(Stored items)
-- -- --

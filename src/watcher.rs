//! Re-runs translation passes when the page changes underneath the overlay.
//!
//! Two triggers feed the same path check:
//!
//! - a structural change in the tree: if the effective path (route + query)
//!   differs from the last one seen, a pass is scheduled after the mutation
//!   settle delay
//! - a history navigation: after the navigation settle delay, the path is
//!   checked the same way and a pass runs if it changed
//!
//! Structural changes fire on every re-render; gating on the path keeps the
//! overlay from re-scanning the tree for unrelated updates while still
//! catching client-side route transitions.

use crate::config::OverlaySettings;
use crate::document::{ContentEvents, Subscription};
use crate::engine::TranslationEngine;
use crate::navigation::Navigation;
use crate::state::LanguageState;
use std::sync::atomic::{AtomicUsize, Ordering};
use std::sync::{Arc, Mutex, PoisonError, Weak};
use std::time::Duration;
use tokio::runtime::Handle;
use tracing::debug;

struct Watch {
    engine: TranslationEngine,
    state: Arc<LanguageState>,
    navigation: Arc<dyn Navigation>,
    settings: OverlaySettings,
    runtime: Handle,
    last_path: Mutex<String>,
    triggered: AtomicUsize,
}

impl Watch {
    /// Record the current path; `true` if it differs from the last one seen.
    fn path_changed(&self) -> bool {
        let current = self.navigation.current_path();
        let mut last = self.last_path.lock().unwrap_or_else(PoisonError::into_inner);
        if *last == current {
            return false;
        }
        debug!("Path changed: {} -> {}", *last, current);
        *last = current;
        true
    }

    async fn translate_if_needed(&self) {
        let language = self.state.current();
        if language.is_base() {
            return;
        }
        self.triggered.fetch_add(1, Ordering::Relaxed);
        self.engine.run_pass(language).await;
    }

    fn on_content_changed(self: Arc<Self>) {
        if !self.path_changed() {
            return;
        }
        let delay = self.settings.mutation_settle;
        let runtime = self.runtime.clone();
        runtime.spawn(async move {
            settle(delay).await;
            self.translate_if_needed().await;
        });
    }

    fn on_navigate(self: Arc<Self>) {
        let delay = self.settings.navigation_settle;
        let runtime = self.runtime.clone();
        runtime.spawn(async move {
            settle(delay).await;
            if self.path_changed() {
                self.translate_if_needed().await;
            }
        });
    }
}

async fn settle(delay: Duration) {
    if !delay.is_zero() {
        tokio::time::sleep(delay).await;
    }
}

/// Arms the content and navigation triggers for one engine.
pub struct ChangeWatcher;

impl ChangeWatcher {
    /// Subscribe to both triggers. Passes are spawned onto `runtime`.
    ///
    /// The watcher stays armed until the returned handle is dropped.
    pub fn arm(
        engine: TranslationEngine,
        state: Arc<LanguageState>,
        events: &dyn ContentEvents,
        navigation: Arc<dyn Navigation>,
        settings: OverlaySettings,
        runtime: Handle,
    ) -> WatcherHandle {
        let watch = Arc::new(Watch {
            last_path: Mutex::new(navigation.current_path()),
            engine,
            state,
            navigation: Arc::clone(&navigation),
            settings,
            runtime,
            triggered: AtomicUsize::new(0),
        });

        // Callbacks hold weak references: the tree owns its listeners, and
        // the engine owns the tree.
        let weak: Weak<Watch> = Arc::downgrade(&watch);
        let content = events.on_content_changed(Arc::new(move || {
            if let Some(watch) = weak.upgrade() {
                watch.on_content_changed();
            }
        }));

        let weak: Weak<Watch> = Arc::downgrade(&watch);
        let history = navigation.on_navigate(Arc::new(move || {
            if let Some(watch) = weak.upgrade() {
                watch.on_navigate();
            }
        }));

        WatcherHandle {
            watch,
            _content: content,
            _navigation: history,
        }
    }
}

/// Keeps a watcher armed; dropping it removes both subscriptions.
pub struct WatcherHandle {
    watch: Arc<Watch>,
    _content: Subscription,
    _navigation: Subscription,
}

impl WatcherHandle {
    /// Passes started by either trigger so far.
    pub fn triggered_passes(&self) -> usize {
        self.watch.triggered.load(Ordering::Relaxed)
    }

    /// The path the watcher last observed.
    pub fn last_path(&self) -> String {
        self.watch
            .last_path
            .lock()
            .unwrap_or_else(PoisonError::into_inner)
            .clone()
    }

    pub fn disarm(self) {}
}

#[cfg(test)]
mod tests {
    use super::*;
    use crate::cache::TranslationCache;
    use crate::document::Document;
    use crate::i18n::Language;
    use crate::navigation::History;
    use crate::rate_limit::Unlimited;
    use crate::testing::FakeTranslator;

    struct Fixture {
        doc: Arc<Document>,
        history: Arc<History>,
        state: Arc<LanguageState>,
        translator: Arc<FakeTranslator>,
        engine: TranslationEngine,
    }

    fn fixture() -> Fixture {
        let doc = Arc::new(Document::new());
        doc.append_text(doc.body(), "Bonjour").unwrap();
        let translator = Arc::new(
            FakeTranslator::default()
                .with("Bonjour", "Hello")
                .with("Nouveau produit", "New product"),
        );
        let engine = TranslationEngine::new(
            doc.clone(),
            translator.clone(),
            Arc::new(TranslationCache::new()),
            Arc::new(Unlimited),
        );
        Fixture {
            doc,
            history: Arc::new(History::new("/")),
            state: Arc::new(LanguageState::new(Language::ENGLISH)),
            translator,
            engine,
        }
    }

    fn arm(f: &Fixture) -> WatcherHandle {
        ChangeWatcher::arm(
            f.engine.clone(),
            f.state.clone(),
            f.doc.as_ref(),
            f.history.clone(),
            OverlaySettings::default(),
            Handle::current(),
        )
    }

    async fn wait(ms: u64) {
        tokio::time::sleep(Duration::from_millis(ms)).await;
    }

    #[tokio::test(start_paused = true)]
    async fn test_mutation_without_path_change_does_not_translate() {
        let f = fixture();
        let handle = arm(&f);

        f.doc.append_text(f.doc.body(), "Nouveau produit").unwrap();
        wait(1_000).await;

        assert_eq!(handle.triggered_passes(), 0);
        assert!(f.translator.calls().is_empty());
    }

    #[tokio::test(start_paused = true)]
    async fn test_mutation_with_path_change_translates_after_settle() {
        let f = fixture();
        let handle = arm(&f);

        f.history.push("/produits?page=2");
        f.doc.append_text(f.doc.body(), "Nouveau produit").unwrap();

        wait(299).await;
        assert_eq!(handle.triggered_passes(), 0);

        wait(2).await;
        assert_eq!(handle.triggered_passes(), 1);
        assert_eq!(handle.last_path(), "/produits?page=2");
        assert_eq!(f.doc.texts(), vec!["Hello", "New product"]);
    }

    #[tokio::test(start_paused = true)]
    async fn test_repeated_mutations_on_same_path_trigger_once() {
        let f = fixture();
        let handle = arm(&f);

        f.history.push("/panier");
        for _ in 0..5 {
            f.doc.append_text(f.doc.body(), "Nouveau produit").unwrap();
        }
        wait(1_000).await;

        assert_eq!(handle.triggered_passes(), 1);
        assert_eq!(f.translator.calls().len(), 2);
    }

    #[tokio::test(start_paused = true)]
    async fn test_base_language_does_not_translate() {
        let f = fixture();
        f.state.set(Language::base());
        let handle = arm(&f);

        f.history.push("/produits");
        f.doc.append_text(f.doc.body(), "Nouveau produit").unwrap();
        wait(1_000).await;

        assert_eq!(handle.triggered_passes(), 0);
        assert_eq!(handle.last_path(), "/produits");
        assert!(f.translator.calls().is_empty());
    }

    #[tokio::test(start_paused = true)]
    async fn test_switch_to_base_during_settle_cancels_pass() {
        let f = fixture();
        let handle = arm(&f);

        f.history.push("/produits");
        f.doc.append_text(f.doc.body(), "Nouveau produit").unwrap();
        wait(150).await;
        f.state.set(Language::base());
        wait(1_000).await;

        assert_eq!(handle.triggered_passes(), 0);
        assert!(f.translator.calls().is_empty());
        assert_eq!(f.doc.texts(), vec!["Bonjour", "Nouveau produit"]);
    }

    #[tokio::test(start_paused = true)]
    async fn test_history_navigation_translates_after_delay() {
        let f = fixture();
        f.history.push("/produits");
        let handle = arm(&f);

        f.history.back();
        wait(100).await;
        assert_eq!(handle.triggered_passes(), 0);

        wait(300).await;
        assert_eq!(handle.triggered_passes(), 1);
        assert_eq!(handle.last_path(), "/");
        assert_eq!(f.doc.texts(), vec!["Hello"]);
    }

    #[tokio::test(start_paused = true)]
    async fn test_navigation_already_seen_by_mutation_is_not_repeated() {
        let f = fixture();
        f.history.push("/produits");
        let handle = arm(&f);

        f.history.back();
        f.doc.append_text(f.doc.body(), "Nouveau produit").unwrap();
        wait(1_000).await;

        assert_eq!(handle.triggered_passes(), 1);
    }

    #[tokio::test(start_paused = true)]
    async fn test_dropping_handle_disarms() {
        let f = fixture();
        let handle = arm(&f);
        assert_eq!(f.doc.subscriber_count(), 1);

        handle.disarm();
        assert_eq!(f.doc.subscriber_count(), 0);

        f.history.push("/produits");
        f.doc.append_text(f.doc.body(), "Nouveau produit").unwrap();
        wait(1_000).await;
        assert!(f.translator.calls().is_empty());
    }
}
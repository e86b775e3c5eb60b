//! Language registry: Single source of truth for all supported languages.
//!
//! The registry is initialized once on first access (`OnceLock`) and is
//! immutable afterwards. Exactly one entry is canonical: the language page
//! content is authored in, which is also the target of restoration.

use std::sync::OnceLock;

/// Configuration for a supported language.
#[derive(Debug, Clone)]
pub struct LanguageConfig {
    /// ISO 639-1 language code (e.g., "fr", "en")
    pub code: &'static str,

    /// English name of the language (e.g., "French", "English")
    pub name: &'static str,

    /// Native name of the language (e.g., "Français", "English")
    pub native_name: &'static str,

    /// Whether this is the base language content is authored in (only one should be true)
    pub is_canonical: bool,

    /// Whether this language can be selected as a translation target
    pub enabled: bool,
}

/// Global language registry singleton.
pub struct LanguageRegistry {
    languages: Vec<LanguageConfig>,
}

/// Global registry instance (initialized lazily)
static REGISTRY: OnceLock<LanguageRegistry> = OnceLock::new();

impl LanguageRegistry {
    /// Get the global language registry instance.
    pub fn get() -> &'static LanguageRegistry {
        REGISTRY.get_or_init(|| LanguageRegistry {
            languages: default_languages(),
        })
    }

    /// Get a language configuration by its code.
    ///
    /// Matching is exact; callers normalize case before lookup.
    pub fn get_by_code(&self, code: &str) -> Option<&LanguageConfig> {
        self.languages.iter().find(|lang| lang.code == code)
    }

    /// Get all enabled languages, in registry order.
    pub fn list_enabled(&self) -> Vec<&LanguageConfig> {
        self.languages.iter().filter(|lang| lang.enabled).collect()
    }

    /// Get the canonical (base) language configuration.
    ///
    /// # Panics
    /// Panics if no canonical language is found or if multiple canonical
    /// languages are defined (this indicates a configuration error).
    pub fn canonical(&self) -> &LanguageConfig {
        let canonical_langs: Vec<_> = self
            .languages
            .iter()
            .filter(|lang| lang.is_canonical)
            .collect();

        match canonical_langs.len() {
            0 => panic!("No canonical language found in registry"),
            1 => canonical_langs[0],
            _ => panic!("Multiple canonical languages found in registry"),
        }
    }
}

fn language(
    code: &'static str,
    name: &'static str,
    native_name: &'static str,
    is_canonical: bool,
    enabled: bool,
) -> LanguageConfig {
    LanguageConfig {
        code,
        name,
        native_name,
        is_canonical,
        enabled,
    }
}

/// Default language configurations.
///
/// French is the authored (base) language. Arabic is registered but disabled
/// until right-to-left layout is handled by the host application.
fn default_languages() -> Vec<LanguageConfig> {
    vec![
        language("fr", "French", "Français", true, true),
        language("en", "English", "English", false, true),
        language("es", "Spanish", "Español", false, true),
        language("de", "German", "Deutsch", false, true),
        language("it", "Italian", "Italiano", false, true),
        language("pt", "Portuguese", "Português", false, true),
        language("nl", "Dutch", "Nederlands", false, true),
        language("ar", "Arabic", "العربية", false, false),
    ]
}
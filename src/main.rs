use anyhow::{bail, Context, Result};
use page_translator::config::Config;
use page_translator::document::Document;
use page_translator::i18n::{Language, LanguageRegistry, TranslationMetrics};
use page_translator::overlay::Overlay;
use page_translator::translation::MyMemoryClient;
use std::sync::Arc;
use tracing::info;

const USAGE: &str = "usage: page-translator <document.json> <lang> [--restore]";

struct Args {
    document: String,
    language: String,
    restore: bool,
}

fn parse_args() -> Result<Args> {
    let mut positional = Vec::new();
    let mut restore = false;
    for arg in std::env::args().skip(1) {
        match arg.as_str() {
            "--restore" => restore = true,
            "-h" | "--help" => {
                println!("{}", USAGE);
                println!("languages:");
                for language in LanguageRegistry::get().list_enabled() {
                    println!("  {}  {} ({})", language.code, language.name, language.native_name);
                }
                std::process::exit(0);
            }
            _ => positional.push(arg),
        }
    }

    let mut positional = positional.into_iter();
    match (positional.next(), positional.next(), positional.next()) {
        (Some(document), Some(language), None) => Ok(Args {
            document,
            language,
            restore,
        }),
        _ => bail!(USAGE),
    }
}

#[tokio::main]
async fn main() -> Result<()> {
    // Load .env file if present
    let _ = dotenvy::dotenv();

    // Initialize logging
    tracing_subscriber::fmt()
        .with_env_filter(
            tracing_subscriber::EnvFilter::from_default_env()
                .add_directive("page_translator=info".parse()?),
        )
        .with_writer(std::io::stderr)
        .init();

    let args = parse_args()?;
    let config = Config::from_env()?;

    let json = std::fs::read_to_string(&args.document)
        .with_context(|| format!("Failed to read {}", args.document))?;
    let document = Arc::new(
        Document::from_json(&json)
            .with_context(|| format!("Failed to parse document {}", args.document))?,
    );

    let client = MyMemoryClient::from_config(&config).context("Failed to build HTTP client")?;
    info!("Translating {} via {}", args.document, client.api_url());

    // No watcher: the document only changes through this overlay
    let overlay = Overlay::for_document(document.clone(), Arc::new(client))
        .rate_limiter(Arc::new(config.rate_limiter()))
        .settings(config.overlay_settings())
        .mount()?;

    if let Some(pass) = overlay.change_language(&args.language)? {
        let report = pass.await?;
        info!(
            "Pass finished: {} units, {} fetched, {} failed",
            report.units, report.fetched, report.failed
        );
    } else {
        info!("Document is already in {}", args.language);
    }
    println!("{}", document.to_json_pretty()?);

    if args.restore {
        if let Some(pass) = overlay.change_language(Language::base().code())? {
            let report = pass.await?;
            info!("Restored {} text units", report.restored);
        }
        println!("{}", document.to_json_pretty()?);
    }

    let metrics = TranslationMetrics::global().report();
    info!(
        "Cache hit rate {:.1}%, {} API calls ({:.1}% succeeded)",
        metrics.cache_hit_rate, metrics.api_calls, metrics.api_success_rate
    );
    Ok(())
}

-- -- --

#### What is needed:
What is asked for is an exact copy of the lines above from the one containing "fn path_changed(&self) ->" through the one containing "let watch = Arc::new(Watch", and only those.

#### Result below:
    fn path_changed(&self) -> bool {
        let current = self.navigation.current_path();
        let mut last = self.last_path.lock().unwrap_or_else(PoisonError::into_inner);
        if *last == current {
            return false;
        }
        debug!("Path changed: {} -> {}", *last, current);
        *last = current;
        true
    }

    async fn translate_if_needed(&self) {
        let language = self.state.current();
        if language.is_base() {
            return;
        }
        self.triggered.fetch_add(1, Ordering::Relaxed);
        self.engine.run_pass(language).await;
    }

    fn on_content_changed(self: Arc<Self>) {
        if !self.path_changed() {
            return;
        }
        let delay = self.settings.mutation_settle;
        let runtime = self.runtime.clone();
        runtime.spawn(async move {
            settle(delay).await;
            self.translate_if_needed().await;
        });
    }

    fn on_navigate(self: Arc<Self>) {
        let delay = self.settings.navigation_settle;
        let runtime = self.runtime.clone();
        runtime.spawn(async move {
            settle(delay).await;
            if self.path_changed() {
                self.translate_if_needed().await;
            }
        });
    }
}

async fn settle(delay: Duration) {
    if !delay.is_zero() {
        tokio::time::sleep(delay).await;
    }
}

/// Arms the content and navigation triggers for one engine.
pub struct ChangeWatcher;

impl ChangeWatcher {
    /// Subscribe to both triggers. Passes are spawned onto `runtime`.
    ///
    /// The watcher stays armed until the returned handle is dropped.
    pub fn arm(
        engine: TranslationEngine,
        state: Arc<LanguageState>,
        events: &dyn ContentEvents,
        navigation: Arc<dyn Navigation>,
        settings: OverlaySettings,
        runtime: Handle,
    ) -> WatcherHandle {
        let watch = Arc::new(Watch {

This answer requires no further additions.